For those living near the work site, it's been tough.

Dale Haley lives just across the freeway near downtown. Continuous work through the night kept him from sleeping, he said. Now, the work by his building is finally finished.

"Doing a lot better, we're getting sleep," Haley said.

While his problems have disappeared, he said his downstairs neighbors are dealing with a dilemma that could eventually affect him.

"It's mostly the damage to our building. Our building is over 100 years old," Haley said. "I don't think it's going to take much more before our foundation is going to give."

"I had this big flood event in August of 2018," said Dan Olson, talking about a rush of water.
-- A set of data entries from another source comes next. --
use crate::{
    error::AssemblyError,
    types::{FeasibilityAssessment, Scene, SceneRecord},
};

/// Zip scenes with their assessments into export rows, keeping input order.
pub fn assemble(
    scenes: Vec<Scene>,
    assessments: Vec<FeasibilityAssessment>,
) -> Result<Vec<SceneRecord>, AssemblyError> {
    if scenes.len() != assessments.len() {
        return Err(AssemblyError::Mismatch {
            scenes: scenes.len(),
            assessments: assessments.len(),
        });
    }

    let records = scenes
        .into_iter()
        .zip(assessments)
        .enumerate()
        .map(|(i, (scene, assessment))| SceneRecord {
            sequence: i + 1,
            timestamp: scene.beat.timestamp,
            insert_after: scene.beat.excerpt,
            tone: scene.beat.tone,
            format: scene.format,
            description: scene.description,
            prompt: scene.prompt,
            duration: scene.duration,
            aspect_ratio: scene.aspect_ratio,
            confidence_score: assessment.confidence,
            recommended_path: assessment.path,
            search_instruction: assessment.search_instruction.unwrap_or_default(),
        })
        .collect();

    Ok(records)
}

#[cfg(test)]
mod tests {
    use super::*;
    use crate::{
        composer::compose,
        config::SceneDefaults,
        feasibility::FeasibilityScorer,
        guidance::{ContentFormat, KnowledgeBase, Tone},
        types::{EmotionalBeat, RecommendedPath},
    };

    fn scenes(excerpts: &[&str]) -> Vec<Scene> {
        let kb = KnowledgeBase::default();
        excerpts
            .iter()
            .enumerate()
            .map(|(i, excerpt)| {
                let beat = EmotionalBeat {
                    excerpt: excerpt.to_string(),
                    offset: i * 100,
                    timestamp: format!("00:{:02}", i * 3),
                    tone: Tone::Calm,
                    visual_hint: None,
                };
                compose(beat, &kb, ContentFormat::Ugc, &SceneDefaults::default())
            })
            .collect()
    }

    #[test]
    fn rows_follow_scene_order() {
        let scenes = scenes(&["A woman pours coffee.", "Quarterly growth statistics chart."]);
        let scorer = FeasibilityScorer::new(0.5);
        let assessments = scenes.iter().map(|s| scorer.score(s)).collect();

        let records = assemble(scenes, assessments).unwrap();
        assert_eq!(records.len(), 2);
        assert_eq!(records[0].sequence, 1);
        assert_eq!(records[0].insert_after, "A woman pours coffee.");
        assert_eq!(records[0].recommended_path, RecommendedPath::AiGenerate);
        assert!(records[0].search_instruction.is_empty());
        assert_eq!(records[1].sequence, 2);
        assert_eq!(records[1].timestamp, "00:03");
        assert_eq!(records[1].recommended_path, RecommendedPath::StockSearch);
        assert!(records[1].search_instruction.starts_with("Search for:"));
    }

    #[test]
    fn mismatch_only_on_unequal_lengths() {
        let scorer = FeasibilityScorer::new(0.5);
        let three = scenes(&["One dog.", "Two cats.", "Three birds."]);
        let two: Vec<_> = three.iter().take(2).map(|s| scorer.score(s)).collect();
        assert_eq!(
            assemble(three, two),
            Err(AssemblyError::Mismatch {
                scenes: 3,
                assessments: 2
            })
        );

        assert_eq!(assemble(Vec::new(), Vec::new()), Ok(Vec::new()));
    }
}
As far as he knows, Olson said none of the ground floor condos with basements have had anything like this until construction on the project started. He said the construction created a hole under his stairs, leading to a mess.

"When I walked down there, there was a huge gusher coming through one of my walls, foundation walls of my home," said Olson.

Olson said he was passed along from the City of Minneapolis to MnDOT and finally to the project's contractor.

"Before I could resolve anything with them, that's when our condominium association insurer stepped in and said, 'you know what, we're just going to take care of this.'"

But, Olson said it happened again. Heavy rains last week made another mess. Now, he's afraid the condo's insurer won't cover flood damage a second time, so he's filed a claim with contractor.

"They need to take responsibility for it. And, if they make a human error, they need to own up to it," Olson said.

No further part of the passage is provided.